══ Data under study
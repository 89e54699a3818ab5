/// The context module holds the variable environment.
///
/// The context maps variable names to their current `f64` values. It is
/// seeded with a table of named constants when a session starts and is
/// mutated only by the assignment production in the parser.
///
/// # Responsibilities
/// - Stores every variable binding for the lifetime of a session.
/// - Resolves reads, inserting a zero binding for names never assigned.
pub mod context;
/// The lexer module turns raw input characters into tokens.
///
/// The lexer reads one character at a time from a blocking source and
/// produces tokens on demand: numbers, identifiers, and the fixed operator
/// and punctuation set. It provides one token of pushback for the parser's
/// lookahead and a raw skip operation for error recovery.
///
/// # Responsibilities
/// - Classifies characters into tokens, scanning full numeric literals and
///   identifiers.
/// - Maintains the single-token pushback slot and its overflow contract.
/// - Resynchronizes the stream on a marker character after an error.
pub mod lexer;
/// The parser module evaluates expressions while parsing them.
///
/// Three mutually recursive precedence levels read tokens and compute `f64`
/// results directly; no syntax tree is built. Assignments encountered inside
/// an expression write into the context immediately.
///
/// # Responsibilities
/// - Implements precedence and left-associativity for `+ - * / %` and the
///   tightest-binding unary minus.
/// - Evaluates parenthesized groups, literals, variable reads and
///   assignments.
/// - Reports division and remainder by zero.
pub mod parser;
//! # deskcalc
//!
//! deskcalc is an interactive desk calculator written in Rust.
//! It reads statements from a line-oriented stream, evaluates arithmetic
//! expressions with variables under standard operator precedence, and prints
//! each result — looping until an explicit quit command.

#![warn(
    clippy::redundant_clone,
    clippy::needless_pass_by_value,
    clippy::similar_names,
    clippy::large_enum_variant,
    clippy::string_lit_as_bytes,
    clippy::match_same_arms,
    clippy::cargo,
    clippy::nursery,
    clippy::perf,
    clippy::style,
    clippy::suspicious,
    clippy::correctness,
    clippy::complexity,
    clippy::pedantic,
)]
#![allow(clippy::missing_errors_doc)]

use crate::interpreter::{context::Context, lexer::TokenStream, parser::parse_statement};

/// Provides unified error types for tokenizing, parsing and evaluation.
///
/// This module defines all errors a statement can fail with. It standardizes
/// error reporting and carries source line numbers for user feedback, and
/// separates recoverable user-input failures from fatal internal ones.
///
/// # Responsibilities
/// - Defines error enums for all failure modes (lexer, parser, evaluator).
/// - Attaches line numbers and detailed messages for context.
/// - Exposes the fatality split the interactive driver recovers by.
pub mod error;
/// Orchestrates the entire process of statement execution.
///
/// This module ties together the lexer, the fused parser/evaluator, and the
/// variable context to provide a complete runtime for calculator input.
///
/// # Responsibilities
/// - Coordinates all core components: token stream, parser and context.
/// - Provides the statement-level entry point used by the driver.
/// - Manages the flow of data and errors between phases.
pub mod interpreter;
/// The interactive read-evaluate-print loop.
///
/// # Responsibilities
/// - Prompts, evaluates one statement at a time, and prints results.
/// - Reports failed statements on the diagnostic stream and recovers by
///   skipping to the next statement separator.
pub mod repl;

pub use error::Error;

/// Evaluates every statement in a script and returns the last value.
///
/// Statements are separated by `;`. Evaluation stops at the quit command or
/// the end of the script; unlike the interactive loop, the first error
/// aborts the whole script.
///
/// # Returns
/// - `Ok(Some(value))`: The value of the last evaluated statement.
/// - `Ok(None)`: The script contained no statements before quit or its end.
///
/// # Errors
/// Returns the first parse or runtime error raised by any statement.
///
/// # Examples
/// ```
/// use deskcalc::eval_script;
///
/// let result = eval_script("x = 5; x + 1;").unwrap();
/// assert_eq!(result, Some(6.0));
///
/// // 'never_set' was never assigned: reading it yields 0.0, not an error.
/// let result = eval_script("never_set + 1;").unwrap();
/// assert_eq!(result, Some(1.0));
///
/// // Dividing by zero is an error.
/// assert!(eval_script("5 / 0;").is_err());
/// ```
pub fn eval_script(source: &str) -> Result<Option<f64>, Error> {
    let mut context = Context::new();
    let mut tokens = TokenStream::new(source.chars());

    let mut result = None;
    while let Some(value) = parse_statement(&mut tokens, &mut context)? {
        result = Some(value);
    }

    Ok(result)
}
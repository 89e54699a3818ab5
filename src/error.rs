/// Parsing errors.
///
/// Defines all error types that can occur while tokenizing input and parsing
/// statements. Parse errors include unclassifiable characters, malformed
/// literals, missing closing parentheses, and any other issues detected while
/// reading a statement.
pub mod parse_error;
/// Runtime errors.
///
/// Contains all error types that can be raised while evaluating a statement,
/// such as division by zero.
pub mod runtime_error;

pub use parse_error::ParseError;
pub use runtime_error::RuntimeError;

#[derive(Debug)]
/// Any failure the calculator can produce, as a single union the driver can
/// match on.
///
/// The parser and evaluator are fused, so one statement can fail with either
/// a [`ParseError`] or a [`RuntimeError`]; both convert into `Error` via
/// `From`, letting `?` propagate them through the same call chain. Write
/// failures on the output streams surface as `Io`.
pub enum Error {
    /// A tokenizing or parsing failure.
    Parse(ParseError),
    /// An evaluation failure.
    Runtime(RuntimeError),
    /// An output stream could not be written to.
    Io(std::io::Error),
}

impl Error {
    /// Returns `true` for failures that indicate a bug or a broken stream
    /// rather than bad user input.
    ///
    /// The interactive driver reports non-fatal errors to the diagnostic
    /// stream and keeps going; fatal ones propagate out of the loop and
    /// terminate the process with a non-zero exit code.
    #[must_use]
    pub const fn is_fatal(&self) -> bool {
        matches!(self,
                 Self::Parse(ParseError::PushbackOverflow { .. }) | Self::Io(_))
    }
}

impl std::fmt::Display for Error {
    fn fmt(&self, f: &mut std::fmt::Formatter<'_>) -> std::fmt::Result {
        match self {
            Self::Parse(e) => e.fmt(f),
            Self::Runtime(e) => e.fmt(f),
            Self::Io(e) => write!(f, "I/O error: {e}"),
        }
    }
}

impl std::error::Error for Error {}

impl From<ParseError> for Error {
    fn from(e: ParseError) -> Self {
        Self::Parse(e)
    }
}

impl From<RuntimeError> for Error {
    fn from(e: RuntimeError) -> Self {
        Self::Runtime(e)
    }
}

impl From<std::io::Error> for Error {
    fn from(e: std::io::Error) -> Self {
        Self::Io(e)
    }
}
//! `taskpal run` command implementation

use anyhow::{bail, Result};
use clap::Args;
use std::path::PathBuf;

use crate::session::{open_session, Config};

#[derive(Args)]
pub struct RunArgs {
    /// Command line to interpret, e.g. `todo read book`
    #[arg(required = true, trailing_var_arg = true, allow_hyphen_values = true)]
    words: Vec<String>,
}

impl RunArgs {
    pub fn line(&self) -> String {
        self.words.join(" ")
    }
}

pub async fn run(file: Option<PathBuf>, args: RunArgs) -> Result<()> {
    let config = Config::load()?;
    // One-shot runs never see a `bye`, so changes are written straight away.
    let mut session = open_session(file, &config)?.with_autosave(true);

    let reply = session.handle(&args.line());
    if reply.is_error {
        bail!(reply.text);
    }

    println!("{}", reply.text);
    Ok(())
}
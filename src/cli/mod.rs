//! CLI command implementations

pub mod definition;
pub mod list;
pub mod repl;
pub mod run;

pub use definition::{Cli, Commands};
//! TUI theme and styling

use ratatui::style::Color;

#[derive(Debug, Clone)]
pub struct Theme {
    // Background and borders
    pub background: Color,
    pub border: Color,

    // Text colors
    pub title: Color,
    pub text: Color,
    pub dimmed: Color,

    // Chat colors
    pub user: Color,
    pub reply: Color,
    pub error: Color,

    // UI elements
    pub selection: Color,
    pub key: Color,
    pub accent: Color,
}

impl Default for Theme {
    fn default() -> Self {
        Self::phosphor()
    }
}

impl Theme {
    pub fn phosphor() -> Self {
        Self {
            background: Color::Rgb(16, 20, 18),
            border: Color::Rgb(45, 70, 55),

            title: Color::Rgb(57, 255, 20),
            text: Color::Rgb(180, 255, 180),
            dimmed: Color::Rgb(80, 120, 90),

            user: Color::Rgb(130, 170, 255),
            reply: Color::Rgb(180, 255, 180),
            error: Color::Rgb(255, 100, 80),

            selection: Color::Rgb(25, 40, 32),
            key: Color::Rgb(255, 180, 60),
            accent: Color::Rgb(57, 255, 20),
        }
    }
}
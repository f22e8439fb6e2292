//! Taskpal - chat-style personal task tracker

use anyhow::Result;
use clap::{CommandFactory, Parser};
use clap_complete::generate;
use std::io::IsTerminal;
use std::sync::Mutex;
use taskpal::cli::{self, repl::ReplArgs, Cli, Commands};
use taskpal::session::get_app_dir;
use taskpal::tui;

const DEBUG_ENV: &str = "TASKPAL_DEBUG";
const LOG_FILE: &str = "taskpal.log";

/// With `TASKPAL_DEBUG` set, log to stderr, or to `taskpal.log` in the app
/// directory while the full-screen UI owns the terminal.
fn init_logging(to_file: bool) -> Result<()> {
    if std::env::var(DEBUG_ENV).is_err() {
        return Ok(());
    }

    let builder = tracing_subscriber::fmt().with_env_filter("taskpal=debug");
    if to_file {
        let path = get_app_dir()?.join(LOG_FILE);
        let file = std::fs::OpenOptions::new()
            .create(true)
            .append(true)
            .open(path)?;
        builder
            .with_ansi(false)
            .with_writer(Mutex::new(file))
            .init();
    } else {
        builder.with_writer(std::io::stderr).init();
    }
    Ok(())
}

#[tokio::main]
async fn main() -> Result<()> {
    let cli = Cli::parse();

    let tui_mode = cli.command.is_none() && std::io::stdout().is_terminal();
    init_logging(tui_mode)?;

    match cli.command {
        Some(Commands::Completion { shell }) => {
            generate(shell, &mut Cli::command(), "taskpal", &mut std::io::stdout());
            Ok(())
        }
        Some(Commands::Repl(args)) => cli::repl::run(cli.file, args).await,
        Some(Commands::Run(args)) => cli::run::run(cli.file, args).await,
        Some(Commands::List(args)) => cli::list::run(cli.file, args).await,
        None if tui_mode => tui::run(cli.file).await,
        // Piped output gets the line-based chat
        None => cli::repl::run(cli.file, ReplArgs::default()).await,
    }
}
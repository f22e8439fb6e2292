//! Command interpreter
//!
//! Turns one line of user input into a change to the task list and a reply:
//! - Classify the command word and validate its arguments
//! - Apply the command, or fail without touching the list
//! - Produce the reply text

pub mod error;
pub mod interpreter;
pub mod messages;
pub mod parse;

pub use error::CommandError;
pub use interpreter::{execute, interpret, Response};
pub use parse::{parse_command, Command, CommandKind, TaskNumber};
//! CLI argument definitions

use clap::{Parser, Subcommand};
use clap_complete::Shell;
use std::path::PathBuf;

use super::list::ListArgs;
use super::repl::ReplArgs;
use super::run::RunArgs;

#[derive(Parser)]
#[command(name = "taskpal")]
#[command(about = "Chat-style personal task tracker for the terminal")]
#[command(version)]
pub struct Cli {
    /// Task data file (overrides `storage.data_file` in config.toml)
    #[arg(long, global = true, env = "TASKPAL_FILE")]
    pub file: Option<PathBuf>,

    #[command(subcommand)]
    pub command: Option<Commands>,
}

#[derive(Subcommand)]
pub enum Commands {
    /// Chat line by line on stdin/stdout instead of the full-screen UI
    Repl(ReplArgs),

    /// Run one chat command against the stored tasks
    Run(RunArgs),

    /// Print the stored tasks
    #[command(alias = "ls")]
    List(ListArgs),

    /// Generate shell completions
    Completion {
        /// Shell to generate completions for
        #[arg(value_enum)]
        shell: Shell,
    },
}

#[cfg(test)]
mod tests {
    use super::*;
    use clap::CommandFactory;

    #[test]
    fn test_cli_definition_is_valid() {
        Cli::command().debug_assert();
    }

    #[test]
    fn test_no_subcommand_means_tui() {
        let cli = Cli::try_parse_from(["taskpal"]).unwrap();
        assert!(cli.command.is_none());
        assert!(cli.file.is_none());
    }

    #[test]
    fn test_run_collects_words() {
        let cli =
            Cli::try_parse_from(["taskpal", "--file", "/tmp/t.txt", "run", "delete", "-1"])
                .unwrap();
        assert_eq!(cli.file, Some(PathBuf::from("/tmp/t.txt")));
        match cli.command {
            Some(Commands::Run(args)) => assert_eq!(args.line(), "delete -1"),
            _ => panic!("expected run"),
        }
    }
}
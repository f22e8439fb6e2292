//! TUI components

mod help;
mod text_input;

pub use help::HelpOverlay;
pub use text_input::render_prompt;
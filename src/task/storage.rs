//! Task storage - line-oriented file persistence

use anyhow::{Context, Result};
use std::fs;
use std::io::{BufWriter, Write};
use std::path::{Path, PathBuf};
use tempfile::NamedTempFile;
use tracing::{debug, warn};

use super::model::Task;
use super::parser::TaskFile;

/// Load/save contract for the ordered task sequence
pub trait TaskStore {
    fn load(&self) -> Result<Vec<Task>>;
    fn save(&self, tasks: &[Task]) -> Result<()>;
}

/// Stores tasks in a plain text file, one record per line
pub struct FileStore {
    path: PathBuf,
    backup: bool,
}

impl FileStore {
    pub fn new(path: impl Into<PathBuf>) -> Self {
        Self {
            path: path.into(),
            backup: true,
        }
    }

    /// Whether to copy the previous file to `<name>.bak` before overwriting
    pub fn with_backup(mut self, backup: bool) -> Self {
        self.backup = backup;
        self
    }

    pub fn path(&self) -> &Path {
        &self.path
    }

    fn backup_path(&self) -> PathBuf {
        let mut name = self
            .path
            .file_name()
            .map(|n| n.to_os_string())
            .unwrap_or_default();
        name.push(".bak");
        self.path.with_file_name(name)
    }
}

impl TaskStore for FileStore {
    fn load(&self) -> Result<Vec<Task>> {
        if !self.path.exists() {
            debug!("No task file at {}, starting empty", self.path.display());
            return Ok(Vec::new());
        }

        let file = TaskFile::from_file(&self.path)?;
        for skipped in &file.skipped {
            warn!(
                "Skipping line {} of {}: {} ({:?})",
                skipped.line_number,
                self.path.display(),
                skipped.error,
                skipped.content
            );
        }

        debug!(
            "Loaded {} tasks from {}",
            file.tasks.len(),
            self.path.display()
        );
        Ok(file.tasks)
    }

    fn save(&self, tasks: &[Task]) -> Result<()> {
        let dir = self
            .path
            .parent()
            .filter(|p| !p.as_os_str().is_empty())
            .unwrap_or_else(|| Path::new("."));
        fs::create_dir_all(dir)
            .with_context(|| format!("Failed to create directory {:?}", dir))?;

        if self.backup && self.path.exists() {
            if let Err(e) = fs::copy(&self.path, self.backup_path()) {
                warn!("Failed to create backup: {}", e);
            }
        }

        // Write next to the target and rename over it, so an interrupted
        // save leaves the previous file intact.
        let mut file = NamedTempFile::new_in(dir)
            .with_context(|| format!("Failed to create temporary file in {:?}", dir))?;
        {
            let mut writer = BufWriter::new(&mut file);
            writer.write_all(TaskFile::render(tasks).as_bytes())?;
            writer.flush()?;
        }
        file.persist(&self.path)
            .with_context(|| format!("Failed to write tasks to {:?}", self.path))?;

        debug!("Saved {} tasks to {}", tasks.len(), self.path.display());
        Ok(())
    }
}

#[cfg(test)]
mod tests {
    use super::*;
    use tempfile::tempdir;

    #[test]
    fn test_store_roundtrip() -> Result<()> {
        let temp = tempdir()?;
        let store = FileStore::new(temp.path().join("tasks.txt"));

        let mut done = Task::todo("read book");
        done.mark_done();
        let tasks = vec![
            done,
            Task::deadline("submit report", "2/12/2024 18:00")?,
            Task::event("meeting", "2024-12-02 14:00", "2024-12-02 16:30")?,
        ];

        store.save(&tasks)?;
        let loaded = store.load()?;

        assert_eq!(loaded, tasks);
        Ok(())
    }

    #[test]
    fn test_store_load_nonexistent_file() -> Result<()> {
        let temp = tempdir()?;
        let store = FileStore::new(temp.path().join("missing.txt"));

        assert!(store.load()?.is_empty());
        Ok(())
    }

    #[test]
    fn test_store_load_whitespace_only_file() -> Result<()> {
        let temp = tempdir()?;
        let path = temp.path().join("tasks.txt");
        fs::write(&path, "   \n  \t  ")?;

        assert!(FileStore::new(&path).load()?.is_empty());
        Ok(())
    }

    #[test]
    fn test_store_load_skips_malformed_lines() -> Result<()> {
        let temp = tempdir()?;
        let path = temp.path().join("tasks.txt");
        fs::write(&path, "T | 0 | first\ngarbage\nT | 1 | second\n")?;

        let loaded = FileStore::new(&path).load()?;
        assert_eq!(loaded.len(), 2);
        assert_eq!(loaded[1].description(), "second");
        Ok(())
    }

    #[test]
    fn test_store_save_creates_parent_dirs() -> Result<()> {
        let temp = tempdir()?;
        let path = temp.path().join("nested").join("deeper").join("tasks.txt");
        let store = FileStore::new(&path);

        store.save(&[Task::todo("read book")])?;

        assert_eq!(fs::read_to_string(&path)?, "T | 0 | read book\n");
        Ok(())
    }

    #[test]
    fn test_store_save_creates_backup() -> Result<()> {
        let temp = tempdir()?;
        let store = FileStore::new(temp.path().join("tasks.txt"));

        store.save(&[Task::todo("first")])?;
        store.save(&[Task::todo("second")])?;

        let backup_path = temp.path().join("tasks.txt.bak");
        assert!(backup_path.exists());
        assert!(fs::read_to_string(&backup_path)?.contains("first"));
        Ok(())
    }

    #[test]
    fn test_store_save_without_backup() -> Result<()> {
        let temp = tempdir()?;
        let store = FileStore::new(temp.path().join("tasks.txt")).with_backup(false);

        store.save(&[Task::todo("first")])?;
        store.save(&[Task::todo("second")])?;

        assert!(!temp.path().join("tasks.txt.bak").exists());
        Ok(())
    }

    #[test]
    fn test_store_save_empty_list_truncates() -> Result<()> {
        let temp = tempdir()?;
        let store = FileStore::new(temp.path().join("tasks.txt"));

        store.save(&[Task::todo("first")])?;
        store.save(&[])?;

        assert_eq!(fs::read_to_string(store.path())?, "");
        assert!(store.load()?.is_empty());
        Ok(())
    }
}
//! Chat session: one task list, one store, one line at a time

use anyhow::Result;
use tracing::{debug, info, warn};

use crate::command::interpret;
use crate::task::{TaskList, TaskStore};

/// What the shell should show after a line of input
#[derive(Debug, Clone, PartialEq, Eq)]
pub struct Reply {
    pub text: String,
    /// Tasks are saved; close after showing `text`
    pub exit: bool,
    pub is_error: bool,
}

impl Reply {
    fn ok(text: String) -> Self {
        Self {
            text,
            exit: false,
            is_error: false,
        }
    }

    fn error(text: String) -> Self {
        Self {
            text,
            exit: false,
            is_error: true,
        }
    }
}

pub struct Session<S: TaskStore> {
    tasks: TaskList,
    store: S,
    autosave: bool,
}

impl<S: TaskStore> Session<S> {
    /// Load the task list from `store`
    pub fn open(store: S) -> Result<Self> {
        let tasks = TaskList::from(store.load()?);
        info!("Session opened with {} tasks", tasks.len());
        Ok(Self {
            tasks,
            store,
            autosave: false,
        })
    }

    pub fn with_autosave(mut self, autosave: bool) -> Self {
        self.autosave = autosave;
        self
    }

    pub fn tasks(&self) -> &TaskList {
        &self.tasks
    }

    pub fn store(&self) -> &S {
        &self.store
    }

    pub fn save(&self) -> Result<()> {
        self.store.save(self.tasks.as_slice())
    }

    /// Interpret one line and turn the outcome into reply text.
    ///
    /// `bye` only reports `exit` once the tasks are saved; if saving fails the
    /// session stays open so nothing is lost.
    pub fn handle(&mut self, line: &str) -> Reply {
        let response = match interpret(line, &mut self.tasks) {
            Ok(response) => response,
            Err(e) => {
                debug!("Command rejected: {}", e);
                return Reply::error(e.to_string());
            }
        };

        if response.exit {
            return match self.save() {
                Ok(()) => Reply {
                    text: response.text,
                    exit: true,
                    is_error: false,
                },
                Err(e) => {
                    warn!("Failed to save tasks on exit: {:#}", e);
                    Reply::error(format!(
                        "I couldn't save your tasks, so I'm staying open: {:#}",
                        e
                    ))
                }
            };
        }

        if response.changed && self.autosave {
            if let Err(e) = self.save() {
                warn!("Autosave failed: {:#}", e);
                return Reply::error(format!(
                    "{}\nWarning: failed to save tasks: {:#}",
                    response.text, e
                ));
            }
        }

        Reply::ok(response.text)
    }
}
════
#### Task item
Work through the data and count each line holding the string "Stores". Give only that count.

#### Response below
2